[Saved entries]

- Opening Delimiter -

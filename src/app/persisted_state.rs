// SPDX-License-Identifier: MPL-2.0
//! Application-managed state persisted in CBOR.
//!
//! Unlike `settings.toml`, this state is not meant to be edited by hand. It
//! currently holds the save-folder handle granted by the user, so that the
//! choice survives restarts.

use super::paths;
use crate::gallery::FolderHandle;
use serde::{Deserialize, Serialize};
use std::fs;
use std::io::{BufReader, BufWriter};
use std::path::PathBuf;

const STATE_FILE: &str = "state.cbor";

#[derive(Debug, Clone, Default, Serialize, Deserialize, PartialEq)]
pub struct AppState {
    /// Folder granted for saving and browsing captured photos.
    #[serde(default)]
    pub save_folder: Option<FolderHandle>,
}

impl AppState {
    /// Loads state from the default location.
    ///
    /// Returns the state plus an optional warning message key. Failures never
    /// propagate: the default (empty) state is used instead.
    pub fn load() -> (Self, Option<String>) {
        Self::load_from(None)
    }

    pub fn load_from(base_dir: Option<PathBuf>) -> (Self, Option<String>) {
        let Some(path) = Self::state_file_path(base_dir) else {
            return (Self::default(), None);
        };
        if !path.exists() {
            return (Self::default(), None);
        }

        let file = match fs::File::open(&path) {
            Ok(file) => file,
            Err(err) => {
                tracing::warn!(path = %path.display(), error = %err, "cannot open state file");
                return (
                    Self::default(),
                    Some("notification-state-read-error".to_string()),
                );
            }
        };

        match ciborium::from_reader(BufReader::new(file)) {
            Ok(state) => (state, None),
            Err(err) => {
                tracing::warn!(path = %path.display(), error = %err, "cannot decode state file");
                (
                    Self::default(),
                    Some("notification-state-parse-error".to_string()),
                )
            }
        }
    }

    /// Saves state to the default location, returning a warning key on
    /// failure.
    pub fn save(&self) -> Option<String> {
        self.save_to(None)
    }

    pub fn save_to(&self, base_dir: Option<PathBuf>) -> Option<String> {
        let Some(path) = Self::state_file_path(base_dir) else {
            return Some("notification-state-path-error".to_string());
        };

        if let Some(parent) = path.parent() {
            if let Err(err) = fs::create_dir_all(parent) {
                tracing::warn!(dir = %parent.display(), error = %err, "cannot create state directory");
                return Some("notification-state-dir-error".to_string());
            }
        }

        let file = match fs::File::create(&path) {
            Ok(file) => file,
            Err(err) => {
                tracing::warn!(path = %path.display(), error = %err, "cannot create state file");
                return Some("notification-state-create-error".to_string());
            }
        };

        if let Err(err) = ciborium::into_writer(self, BufWriter::new(file)) {
            tracing::warn!(path = %path.display(), error = %err, "cannot encode state file");
            return Some("notification-state-write-error".to_string());
        }
        None
    }

    fn state_file_path(base_dir: Option<PathBuf>) -> Option<PathBuf> {
        paths::app_data_dir_with_override(base_dir).map(|dir| dir.join(STATE_FILE))
    }
}

#[cfg(test)]
mod tests {
    use super::*;
    use tempfile::tempdir;

    #[test]
    fn default_state_has_no_folder() {
        assert!(AppState::default().save_folder.is_none());
    }

    #[test]
    fn save_and_load_round_trip_keeps_folder() {
        let temp_dir = tempdir().expect("failed to create temp dir");
        let state = AppState {
            save_folder: Some(FolderHandle::new("/home/user/Pictures/Camera")),
        };

        assert!(state.save_to(Some(temp_dir.path().to_path_buf())).is_none());
        let (loaded, warning) = AppState::load_from(Some(temp_dir.path().to_path_buf()));

        assert!(warning.is_none());
        assert_eq!(loaded, state);
    }

    #[test]
    fn missing_file_loads_default_silently() {
        let temp_dir = tempdir().expect("failed to create temp dir");

        let (loaded, warning) = AppState::load_from(Some(temp_dir.path().to_path_buf()));

        assert_eq!(loaded, AppState::default());
        assert!(warning.is_none());
    }

    #[test]
    fn corrupt_file_returns_parse_warning() {
        let temp_dir = tempdir().expect("failed to create temp dir");
        fs::write(temp_dir.path().join(STATE_FILE), [0xff, 0x00, 0x13, 0x37])
            .expect("failed to write");

        let (loaded, warning) = AppState::load_from(Some(temp_dir.path().to_path_buf()));

        assert_eq!(loaded, AppState::default());
        assert_eq!(warning.as_deref(), Some("notification-state-parse-error"));
    }

    #[test]
    fn save_creates_missing_parent_directory() {
        let temp_dir = tempdir().expect("failed to create temp dir");
        let nested = temp_dir.path().join("a").join("b");

        assert!(AppState::default().save_to(Some(nested.clone())).is_none());
        assert!(nested.join(STATE_FILE).exists());
    }
}
impl FolderStore {
    /// Wraps already loaded state; `state_dir` is where it is saved back.
    pub fn new(state: AppState, state_dir: Option<PathBuf>) -> Self {
        Self {
            state,
            state_dir,
            copy_buffer_bytes: DEFAULT_COPY_BUFFER_BYTES,
        }
    }

    /// Loads the persisted handle; returns a warning key if that failed.
    pub fn load(state_dir: Option<PathBuf>) -> (Self, Option<String>) {
        let (state, warning) = AppState::load_from(state_dir.clone());
        (Self::new(state, state_dir), warning)
    }

    #[must_use]
    pub fn with_copy_buffer(mut self, bytes: usize) -> Self {
        self.copy_buffer_bytes = bytes.max(MIN_COPY_BUFFER_BYTES);
        self
    }

    pub fn folder(&self) -> Option<&FolderHandle> {
        self.state.save_folder.as_ref()
    }

    pub fn state(&self) -> &AppState {
        &self.state
    }

    /// The save folder, or [`Error::FolderNotSet`].
    pub fn require_folder(&self) -> Result<&FolderHandle> {
        self.folder().ok_or(Error::FolderNotSet)
    }

    /// Records and persists a new save folder.
    ///
    /// The folder must be an existing directory. The handle is kept in
    /// memory even if persisting fails; the returned key names that warning.
    ///
    /// The handle is stored as an absolute path so that it still resolves
    /// when the process starts from another working directory.
    pub fn set_folder(&mut self, handle: FolderHandle) -> Result<Option<String>> {
        let absolute = fs::canonicalize(handle.resolve()?).map_err(|err| {
            Error::FolderInaccessible(format!("{}: {err}", handle.path().display()))
        })?;
        let handle = FolderHandle::new(absolute);
        tracing::info!(folder = %handle.path().display(), "save folder selected");
        self.state.save_folder = Some(handle);
        Ok(self.state.save_to(self.state_dir.clone()))
    }

    /// Scans the save folder on the calling thread.
    pub fn list_images(&self, sort_order: SortOrder) -> Result<ScanOutcome> {
        Ok(scan_folder(self.require_folder()?, sort_order))
    }

    /// Moves a temporary capture into the save folder.
    pub fn save_captured_file(&self, source: &Path) -> Result<ImageItem> {
        let folder = self.require_folder()?.resolve()?;
        copy_into_folder(source, folder, self.copy_buffer_bytes)
    }

    /// Deletes an image of the save folder.
    ///
    /// Only the file name of `image` is used, so the deletion always stays
    /// inside the save folder.
    pub fn remove_image(&self, image: &Path) -> Result<DeleteOutcome> {
        let folder = self.require_folder()?;
        let Some(name) = image.file_name() else {
            return Ok(DeleteOutcome::Failed(format!(
                "{} is not a file",
                image.display()
            )));
        };
        let target = folder.path().join(name);

        let outcome = match fs::remove_file(&target) {
            Ok(()) => DeleteOutcome::Deleted,
            Err(err) if err.kind() == io::ErrorKind::NotFound => DeleteOutcome::NotFound,
            Err(err) => DeleteOutcome::Failed(err.to_string()),
        };
        match &outcome {
            DeleteOutcome::Deleted => tracing::info!(path = %target.display(), "image deleted"),
            DeleteOutcome::NotFound => tracing::warn!(path = %target.display(), "image to delete not found"),
            DeleteOutcome::Failed(err) => {
                tracing::error!(path = %target.display(), error = %err, "failed to delete image")
            }
        }
        Ok(outcome)
    }

    /// `true` only when the file existed and was removed.
    pub fn delete_image(&self, image: &Path) -> bool {
        matches!(self.remove_image(image), Ok(DeleteOutcome::Deleted))
    }
}

#[cfg(test)]
mod tests {
    use super::*;
    use std::io::Cursor;
    use tempfile::tempdir;

    fn write_file(dir: &Path, name: &str, data: &[u8]) -> PathBuf {
        let path = dir.join(name);
        fs::write(&path, data).expect("failed to write test file");
        path
    }

    fn store_for(folder: &Path, state_dir: &Path) -> FolderStore {
        let mut store = FolderStore::new(AppState::default(), Some(state_dir.to_path_buf()));
        store
            .set_folder(FolderHandle::new(folder))
            .expect("set folder");
        store
    }

    fn names(outcome: &ScanOutcome) -> Vec<&str> {
        match outcome {
            ScanOutcome::Images(items) => items.iter().map(ImageItem::name).collect(),
            ScanOutcome::Inaccessible(err) => panic!("unexpected inaccessible folder: {err}"),
        }
    }

    #[test]
    fn scan_keeps_images_only_and_sorts_by_name() {
        let temp_dir = tempdir().expect("failed to create temp dir");
        write_file(temp_dir.path(), "c.PNG", b"c");
        write_file(temp_dir.path(), "b.txt", b"b");
        write_file(temp_dir.path(), "a.jpg", b"a");
        fs::create_dir(temp_dir.path().join("nested.jpg")).expect("dir");

        let outcome = scan_folder(&FolderHandle::new(temp_dir.path()), SortOrder::Name);

        assert_eq!(names(&outcome), vec!["a.jpg", "c.PNG"]);
    }

    #[test]
    fn scan_is_not_recursive() {
        let temp_dir = tempdir().expect("failed to create temp dir");
        let sub = temp_dir.path().join("sub");
        fs::create_dir(&sub).expect("dir");
        write_file(&sub, "deep.jpg", b"x");

        let outcome = scan_folder(&FolderHandle::new(temp_dir.path()), SortOrder::Name);

        assert_eq!(outcome, ScanOutcome::Images(Vec::new()));
    }

    #[test]
    fn scan_of_missing_folder_is_inaccessible() {
        let temp_dir = tempdir().expect("failed to create temp dir");
        let outcome = scan_folder(
            &FolderHandle::new(temp_dir.path().join("missing")),
            SortOrder::Name,
        );
        assert!(matches!(outcome, ScanOutcome::Inaccessible(_)));
    }

    #[test]
    fn modified_date_order_is_newest_first() {
        let base = SystemTime::UNIX_EPOCH + std::time::Duration::from_secs(1_000);
        let mut images = vec![
            ImageItem::new(PathBuf::from("old.jpg"), 1, base),
            ImageItem::new(PathBuf::from("new.jpg"), 1, base + std::time::Duration::from_secs(5)),
        ];
        sort_images(&mut images, SortOrder::ModifiedDate);
        assert_eq!(images[0].name(), "new.jpg");
    }

    #[test]
    fn operations_require_a_folder() {
        let store = FolderStore::new(AppState::default(), None);
        assert_eq!(store.list_images(SortOrder::Name), Err(Error::FolderNotSet));
        assert_eq!(
            store.save_captured_file(Path::new("/tmp/x.jpg")),
            Err(Error::FolderNotSet)
        );
        assert_eq!(store.remove_image(Path::new("x.jpg")), Err(Error::FolderNotSet));
        assert!(!store.delete_image(Path::new("x.jpg")));
    }

    #[test]
    fn set_folder_rejects_non_directories() {
        let temp_dir = tempdir().expect("failed to create temp dir");
        let file = write_file(temp_dir.path(), "plain.jpg", b"x");
        let mut store = FolderStore::new(AppState::default(), Some(temp_dir.path().to_path_buf()));

        assert!(matches!(
            store.set_folder(FolderHandle::new(&file)),
            Err(Error::FolderInaccessible(_))
        ));
        assert!(store.folder().is_none());
    }

    #[test]
    fn set_folder_survives_reload() {
        let folder = tempdir().expect("failed to create temp dir");
        let state_dir = tempdir().expect("failed to create temp dir");
        store_for(folder.path(), state_dir.path());

        let (reloaded, warning) = FolderStore::load(Some(state_dir.path().to_path_buf()));

        assert!(warning.is_none());
        let expected = fs::canonicalize(folder.path()).expect("canonicalize");
        assert_eq!(reloaded.folder(), Some(&FolderHandle::new(expected)));
    }

    #[test]
    fn relative_folder_is_stored_as_absolute_path() {
        let cwd = std::env::current_dir().expect("current dir");
        let folder = tempfile::tempdir_in(&cwd).expect("failed to create temp dir");
        let state_dir = tempdir().expect("failed to create temp dir");
        let relative = PathBuf::from(".").join(folder.path().file_name().expect("dir name"));
        let mut store = FolderStore::new(AppState::default(), Some(state_dir.path().to_path_buf()));

        store.set_folder(FolderHandle::new(&relative)).expect("set folder");
        let (reloaded, _) = FolderStore::load(Some(state_dir.path().to_path_buf()));

        let stored = reloaded.folder().expect("folder persisted");
        assert!(stored.path().is_absolute());
        assert_eq!(stored.path(), fs::canonicalize(folder.path()).expect("canonicalize"));
        assert_eq!(stored.display_name(), FolderHandle::new(&relative).display_name());
    }

    #[test]
    fn captured_file_is_moved_into_folder() {
        let folder = tempdir().expect("failed to create temp dir");
        let staging = tempdir().expect("failed to create temp dir");
        let state_dir = tempdir().expect("failed to create temp dir");
        let payload: Vec<u8> = (0..5000u32).map(|i| (i % 251) as u8).collect();
        let source = write_file(staging.path(), "IMG_20240101_120000.jpg", &payload);
        let store = store_for(folder.path(), state_dir.path());

        let item = store.save_captured_file(&source).expect("copy");

        assert_eq!(item.name(), "IMG_20240101_120000.jpg");
        assert_eq!(item.size(), payload.len() as u64);
        assert_eq!(fs::read(item.path()).expect("read"), payload);
        assert!(!source.exists());
    }

    #[test]
    fn name_conflicts_get_a_suffix() {
        let folder = tempdir().expect("failed to create temp dir");
        let staging = tempdir().expect("failed to create temp dir");
        let state_dir = tempdir().expect("failed to create temp dir");
        write_file(folder.path(), "shot.jpg", b"existing");
        let source = write_file(staging.path(), "shot.jpg", b"new");
        let store = store_for(folder.path(), state_dir.path());

        let item = store.save_captured_file(&source).expect("copy");

        assert_eq!(item.name(), "shot (1).jpg");
        assert_eq!(fs::read(folder.path().join("shot.jpg")).expect("read"), b"existing");
    }

    #[test]
    fn missing_source_fails_without_creating_files() {
        let folder = tempdir().expect("failed to create temp dir");
        let state_dir = tempdir().expect("failed to create temp dir");
        let store = store_for(folder.path(), state_dir.path());

        let result = store.save_captured_file(&folder.path().join("nope.jpg"));

        assert!(matches!(result, Err(Error::Io(_))));
        assert_eq!(fs::read_dir(folder.path()).expect("list").count(), 0);
    }

    #[test]
    fn delete_reports_each_outcome() {
        let folder = tempdir().expect("failed to create temp dir");
        let state_dir = tempdir().expect("failed to create temp dir");
        let image = write_file(folder.path(), "a.jpg", b"a");
        fs::create_dir(folder.path().join("dir.jpg")).expect("dir");
        let store = store_for(folder.path(), state_dir.path());

        assert_eq!(store.remove_image(&image), Ok(DeleteOutcome::Deleted));
        assert_eq!(store.remove_image(&image), Ok(DeleteOutcome::NotFound));
        assert!(matches!(
            store.remove_image(Path::new("dir.jpg")),
            Ok(DeleteOutcome::Failed(_))
        ));
        assert!(!store.delete_image(&image));
    }

    #[test]
    fn stream_copy_uses_small_buffers() {
        let data: Vec<u8> = (0..=255u8).cycle().take(3000).collect();
        let mut out = Vec::new();

        let copied = stream_copy(&mut Cursor::new(&data), &mut out, 7).expect("copy");

        assert_eq!(copied, 3000);
        assert_eq!(out, data);
    }

    struct FailingWriter;

    impl Write for FailingWriter {
        fn write(&mut self, _buf: &[u8]) -> io::Result<usize> {
            Err(io::Error::other("disk full"))
        }

        fn flush(&mut self) -> io::Result<()> {
            Ok(())
        }
    }

    #[test]
    fn stream_copy_propagates_write_errors() {
        let result = stream_copy(&mut Cursor::new(vec![1u8; 10]), &mut FailingWriter, 4);
        assert!(result.is_err());
    }
}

- Closing Delimiter -

• **ACTIVITY**:
Copy each line of the records that has "when" in it.

• **RESULT**:
    /// when the process starts from another working directory.
    /// `true` only when the file existed and was removed.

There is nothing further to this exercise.